House rich in art heritage fetches $1.75m in bullish market
The East Melbourne house built for colonial artist Eugene von Guerard fetched $1.75 million at a hotly contested auction over the weekend, nearly 20 per cent above its reserve price.
Four bidders put up their hands for the heritage-listed Georgian property at 159 Gipps Street, which was built in 1862 and owned by the Casey family since 1939.
Jellis Craig Bennison Mackinnon agent Iain Carmichael took a genuine bid of $1.3 million to start the auction and declared it on the market at $1.47 million. Two bidders, kept the auction going in ever smaller bids to reach the final price.
Agent Nathan Waterson said the local buyer was attracted to the house's architectural and artistic heritage.
The property, Little Parndon, had been the townhouse of former governor-general Lord Casey and Lady Casey. Since Lady Casey's death in 1983, it has been occupied occasionally by visiting artists, according to the East Melbourne Historical Society.
As the editor and co-writer of Early Melbourne Architecture, published in 1953, Lady Casey spearheaded Melbourne's conservation movement.
Von Guerard added a rooftop studio to the house in 1866 and lived there until he returned to Europe in 1882.

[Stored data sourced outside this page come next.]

use clap::ValueEnum;
use serde::{Deserialize, Serialize};
use std::fmt;

/// The closed set of forecast products the pipeline ingests. Each variant
/// carries its registry key and default ingestion procedure as static
/// data, so an unsupported data type is unrepresentable rather than a
/// runtime lookup miss.
#[derive(Debug, Clone, Copy, PartialEq, Eq, Hash, Serialize, Deserialize, ValueEnum)]
#[serde(rename_all = "snake_case")]
pub enum DataType {
    WindSpeed,
    WindGust,
    WindDirection,
    IceMass,
    IceThickness,
}

impl DataType {
    pub const ALL: [DataType; 5] = [
        DataType::WindSpeed,
        DataType::WindGust,
        DataType::WindDirection,
        DataType::IceMass,
        DataType::IceThickness,
    ];

    /// Stable identifier used in configuration keys and logs.
    pub fn key(self) -> &'static str {
        match self {
            DataType::WindSpeed => "wind_speed",
            DataType::WindGust => "wind_gust",
            DataType::WindDirection => "wind_direction",
            DataType::IceMass => "ice_mass",
            DataType::IceThickness => "ice_thickness",
        }
    }

    /// Default ingestion stored procedure for this data type.
    pub fn procedure(self) -> &'static str {
        match self {
            DataType::WindSpeed => "process_wind_speed_data",
            DataType::WindGust => "process_wind_gust_data",
            DataType::WindDirection => "process_wind_direction_data",
            DataType::IceMass => "process_ice_mass_data",
            DataType::IceThickness => "process_ice_thickness_data",
        }
    }
}

impl fmt::Display for DataType {
    fn fmt(&self, f: &mut fmt::Formatter<'_>) -> fmt::Result {
        f.write_str(self.key())
    }
}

He painted the country properties of the rich and powerful during the 19th century, using his earnings to build his house.
One of von Guerard's paintings, The farm of Mr Perry on the Yarra goes to auction as part of the Grundy Collection, on June 26, through Bonhams, and is expected to fetch between $900,000 and $1.2 million.
The rich and powerful are still buying art but they are spending hefty sums on real estate as well, with the sale of 1 Towers Road in Toorak for about $25 million.
Future Fund board member and former JP Morgan chairman Brian Watson and his family have lived in the house since 2001. The buyer is understood to be a local and the deal was negotiated by Kay & Burton.
Buyers advocate David Morrell reckons about half of the transactions at the top end are occurring off-market.
"You look at the auction results and it looks like no one is buying or selling over $4 million but they are - it's just happening off-market," Mr Morrell said.
Melbourne's auction market recorded another solid clearance rate of 70 per cent over the weekend from 740 auctions, compared with the 65 per cent posted on the long weekend and 53 per cent on the same weekend last year.
The REIV reports that 219 properties passed in, 146 of them on a vendor bid; and a further 39 results are yet to be reported.
Winter has so far proved busy for the increasingly healthy property market, with the REIV expecting about 3175 auctions to be held in June.
The only time in the past 10 years that there have been more auctions in June was in 2010, at the market's last peak.
Next weekend the REIV expects about 750 auctions. A double-storey terrace house on a corner block at 85 St Vincent Place in Albert Park will be closely watched.
Cayzer Real Estate director Geoff Cayzer expects it will fetch more than $6 million on Saturday.